Task statement :: Your reply should reproduce each record precisely as written.

Input data ::
--------------------
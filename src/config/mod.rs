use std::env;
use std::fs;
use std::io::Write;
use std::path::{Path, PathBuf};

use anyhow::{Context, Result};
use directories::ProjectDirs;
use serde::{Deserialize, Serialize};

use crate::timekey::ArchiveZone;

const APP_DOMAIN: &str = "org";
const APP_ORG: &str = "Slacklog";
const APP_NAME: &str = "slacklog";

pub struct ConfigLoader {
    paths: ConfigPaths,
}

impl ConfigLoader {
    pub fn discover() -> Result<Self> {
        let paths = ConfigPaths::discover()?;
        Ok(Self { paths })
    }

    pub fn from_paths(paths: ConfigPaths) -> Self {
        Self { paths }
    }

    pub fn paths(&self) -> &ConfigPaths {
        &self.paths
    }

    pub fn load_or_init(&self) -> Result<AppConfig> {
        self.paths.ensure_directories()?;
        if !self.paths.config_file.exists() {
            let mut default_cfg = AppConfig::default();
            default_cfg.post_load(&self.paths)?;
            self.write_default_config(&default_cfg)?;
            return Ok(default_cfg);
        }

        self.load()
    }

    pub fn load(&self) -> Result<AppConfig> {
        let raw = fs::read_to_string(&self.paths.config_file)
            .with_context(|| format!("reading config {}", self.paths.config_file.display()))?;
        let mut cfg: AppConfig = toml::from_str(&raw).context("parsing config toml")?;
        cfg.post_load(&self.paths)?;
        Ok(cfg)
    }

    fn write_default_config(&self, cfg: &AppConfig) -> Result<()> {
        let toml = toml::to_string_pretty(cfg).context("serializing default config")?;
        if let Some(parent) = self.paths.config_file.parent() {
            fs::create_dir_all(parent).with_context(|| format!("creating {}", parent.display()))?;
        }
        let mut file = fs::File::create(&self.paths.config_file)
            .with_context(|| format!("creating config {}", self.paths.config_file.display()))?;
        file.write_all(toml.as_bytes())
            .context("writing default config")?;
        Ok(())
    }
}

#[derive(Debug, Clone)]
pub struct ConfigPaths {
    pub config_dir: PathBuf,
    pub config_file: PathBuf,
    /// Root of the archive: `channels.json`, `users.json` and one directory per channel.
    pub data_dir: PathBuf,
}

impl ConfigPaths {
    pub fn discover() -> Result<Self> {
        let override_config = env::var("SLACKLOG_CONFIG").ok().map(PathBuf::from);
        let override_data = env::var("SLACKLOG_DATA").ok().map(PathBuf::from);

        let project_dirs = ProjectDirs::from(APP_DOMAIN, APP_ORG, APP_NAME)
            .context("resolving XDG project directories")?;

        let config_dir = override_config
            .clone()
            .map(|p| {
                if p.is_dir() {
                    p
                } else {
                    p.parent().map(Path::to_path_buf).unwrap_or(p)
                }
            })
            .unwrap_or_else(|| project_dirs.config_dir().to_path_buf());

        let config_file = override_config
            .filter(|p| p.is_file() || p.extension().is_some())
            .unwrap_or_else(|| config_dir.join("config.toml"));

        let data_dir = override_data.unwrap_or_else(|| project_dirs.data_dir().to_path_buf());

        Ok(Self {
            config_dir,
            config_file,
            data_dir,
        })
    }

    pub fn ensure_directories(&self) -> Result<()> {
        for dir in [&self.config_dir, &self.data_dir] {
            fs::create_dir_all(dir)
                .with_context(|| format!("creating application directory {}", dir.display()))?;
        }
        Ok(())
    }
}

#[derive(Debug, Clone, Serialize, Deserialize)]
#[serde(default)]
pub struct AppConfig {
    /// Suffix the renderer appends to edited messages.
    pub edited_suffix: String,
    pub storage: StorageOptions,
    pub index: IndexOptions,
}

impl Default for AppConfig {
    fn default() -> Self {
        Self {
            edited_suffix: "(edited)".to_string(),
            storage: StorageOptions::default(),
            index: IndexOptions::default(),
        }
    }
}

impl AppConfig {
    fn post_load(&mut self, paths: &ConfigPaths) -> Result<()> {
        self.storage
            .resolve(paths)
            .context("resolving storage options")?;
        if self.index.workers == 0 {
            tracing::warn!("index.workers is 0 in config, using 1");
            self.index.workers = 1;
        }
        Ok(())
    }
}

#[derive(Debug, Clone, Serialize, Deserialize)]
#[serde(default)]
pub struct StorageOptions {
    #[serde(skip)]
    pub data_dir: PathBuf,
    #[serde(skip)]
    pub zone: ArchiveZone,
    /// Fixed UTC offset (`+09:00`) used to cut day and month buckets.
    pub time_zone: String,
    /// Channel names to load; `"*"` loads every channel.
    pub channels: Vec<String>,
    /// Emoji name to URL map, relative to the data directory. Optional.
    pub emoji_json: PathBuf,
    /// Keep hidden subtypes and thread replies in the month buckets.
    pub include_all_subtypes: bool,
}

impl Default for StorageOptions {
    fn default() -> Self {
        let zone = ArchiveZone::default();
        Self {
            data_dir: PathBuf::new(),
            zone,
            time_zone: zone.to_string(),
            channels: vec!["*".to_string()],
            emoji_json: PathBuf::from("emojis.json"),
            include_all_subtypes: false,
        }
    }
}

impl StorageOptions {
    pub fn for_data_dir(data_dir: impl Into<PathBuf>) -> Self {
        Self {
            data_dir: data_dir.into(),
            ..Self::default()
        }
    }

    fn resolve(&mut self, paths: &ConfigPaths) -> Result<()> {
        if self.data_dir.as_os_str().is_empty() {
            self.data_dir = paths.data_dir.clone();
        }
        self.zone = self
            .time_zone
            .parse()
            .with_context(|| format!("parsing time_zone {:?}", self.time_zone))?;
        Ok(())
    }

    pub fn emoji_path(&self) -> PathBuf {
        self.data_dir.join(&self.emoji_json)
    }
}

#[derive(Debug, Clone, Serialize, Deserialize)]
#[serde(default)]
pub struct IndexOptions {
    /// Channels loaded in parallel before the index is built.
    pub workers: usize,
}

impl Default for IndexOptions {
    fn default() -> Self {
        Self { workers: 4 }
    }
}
--------------------
Problem solution ::
filename src/config/mod.rs
use std::env;
use std::fs;
use std::io::Write;
use std::path::{Path, PathBuf};

use anyhow::{Context, Result};
use directories::ProjectDirs;
use serde::{Deserialize, Serialize};

use crate::timekey::ArchiveZone;

const APP_DOMAIN: &str = "org";
const APP_ORG: &str = "Slacklog";
const APP_NAME: &str = "slacklog";

pub struct ConfigLoader {
    paths: ConfigPaths,
}

impl ConfigLoader {
    pub fn discover() -> Result<Self> {
        let paths = ConfigPaths::discover()?;
        Ok(Self { paths })
    }

    pub fn from_paths(paths: ConfigPaths) -> Self {
        Self { paths }
    }

    pub fn paths(&self) -> &ConfigPaths {
        &self.paths
    }

    pub fn load_or_init(&self) -> Result<AppConfig> {
        self.paths.ensure_directories()?;
        if !self.paths.config_file.exists() {
            let mut default_cfg = AppConfig::default();
            default_cfg.post_load(&self.paths)?;
            self.write_default_config(&default_cfg)?;
            return Ok(default_cfg);
        }

        self.load()
    }

    pub fn load(&self) -> Result<AppConfig> {
        let raw = fs::read_to_string(&self.paths.config_file)
            .with_context(|| format!("reading config {}", self.paths.config_file.display()))?;
        let mut cfg: AppConfig = toml::from_str(&raw).context("parsing config toml")?;
        cfg.post_load(&self.paths)?;
        Ok(cfg)
    }

    fn write_default_config(&self, cfg: &AppConfig) -> Result<()> {
        let toml = toml::to_string_pretty(cfg).context("serializing default config")?;
        if let Some(parent) = self.paths.config_file.parent() {
            fs::create_dir_all(parent).with_context(|| format!("creating {}", parent.display()))?;
        }
        let mut file = fs::File::create(&self.paths.config_file)
            .with_context(|| format!("creating config {}", self.paths.config_file.display()))?;
        file.write_all(toml.as_bytes())
            .context("writing default config")?;
        Ok(())
    }
}

#[derive(Debug, Clone)]
pub struct ConfigPaths {
    pub config_dir: PathBuf,
    pub config_file: PathBuf,
    /// Root of the archive: `channels.json`, `users.json` and one directory per channel.
    pub data_dir: PathBuf,
}

impl ConfigPaths {
    pub fn discover() -> Result<Self> {
        let override_config = env::var("SLACKLOG_CONFIG").ok().map(PathBuf::from);
        let override_data = env::var("SLACKLOG_DATA").ok().map(PathBuf::from);

        let project_dirs = ProjectDirs::from(APP_DOMAIN, APP_ORG, APP_NAME)
            .context("resolving XDG project directories")?;

        let config_dir = override_config
            .clone()
            .map(|p| {
                if p.is_dir() {
                    p
                } else {
                    p.parent().map(Path::to_path_buf).unwrap_or(p)
                }
            })
            .unwrap_or_else(|| project_dirs.config_dir().to_path_buf());

        let config_file = override_config
            .filter(|p| p.is_file() || p.extension().is_some())
            .unwrap_or_else(|| config_dir.join("config.toml"));

        let data_dir = override_data.unwrap_or_else(|| project_dirs.data_dir().to_path_buf());

        Ok(Self {
            config_dir,
            config_file,
            data_dir,
        })
    }

    pub fn ensure_directories(&self) -> Result<()> {
        for dir in [&self.config_dir, &self.data_dir] {
            fs::create_dir_all(dir)
                .with_context(|| format!("creating application directory {}", dir.display()))?;
        }
        Ok(())
    }
}

#[derive(Debug, Clone, Serialize, Deserialize)]
#[serde(default)]
pub struct AppConfig {
    /// Suffix the renderer appends to edited messages.
    pub edited_suffix: String,
    pub storage: StorageOptions,
    pub index: IndexOptions,
}

impl Default for AppConfig {
    fn default() -> Self {
        Self {
            edited_suffix: "(edited)".to_string(),
            storage: StorageOptions::default(),
            index: IndexOptions::default(),
        }
    }
}

impl AppConfig {
    fn post_load(&mut self, paths: &ConfigPaths) -> Result<()> {
        self.storage
            .resolve(paths)
            .context("resolving storage options")?;
        if self.index.workers == 0 {
            tracing::warn!("index.workers is 0 in config, using 1");
            self.index.workers = 1;
        }
        Ok(())
    }
}

#[derive(Debug, Clone, Serialize, Deserialize)]
#[serde(default)]
pub struct StorageOptions {
    #[serde(skip)]
    pub data_dir: PathBuf,
    #[serde(skip)]
    pub zone: ArchiveZone,
    /// Fixed UTC offset (`+09:00`) used to cut day and month buckets.
    pub time_zone: String,
    /// Channel names to load; `"*"` loads every channel.
    pub channels: Vec<String>,
    /// Emoji name to URL map, relative to the data directory. Optional.
    pub emoji_json: PathBuf,
    /// Keep hidden subtypes and thread replies in the month buckets.
    pub include_all_subtypes: bool,
}

impl Default for StorageOptions {
    fn default() -> Self {
        let zone = ArchiveZone::default();
        Self {
            data_dir: PathBuf::new(),
            zone,
            time_zone: zone.to_string(),
            channels: vec!["*".to_string()],
            emoji_json: PathBuf::from("emojis.json"),
            include_all_subtypes: false,
        }
    }
}

impl StorageOptions {
    pub fn for_data_dir(data_dir: impl Into<PathBuf>) -> Self {
        Self {
            data_dir: data_dir.into(),
            ..Self::default()
        }
    }

    fn resolve(&mut self, paths: &ConfigPaths) -> Result<()> {
        if self.data_dir.as_os_str().is_empty() {
            self.data_dir = paths.data_dir.clone();
        }
        self.zone = self
            .time_zone
            .parse()
            .with_context(|| format!("parsing time_zone {:?}", self.time_zone))?;
        Ok(())
    }

    pub fn emoji_path(&self) -> PathBuf {
        self.data_dir.join(&self.emoji_json)
    }
}

#[derive(Debug, Clone, Serialize, Deserialize)]
#[serde(default)]
pub struct IndexOptions {
    /// Channels loaded in parallel before the index is built.
    pub workers: usize,
}

impl Default for IndexOptions {
    fn default() -> Self {
        Self { workers: 4 }
    }
}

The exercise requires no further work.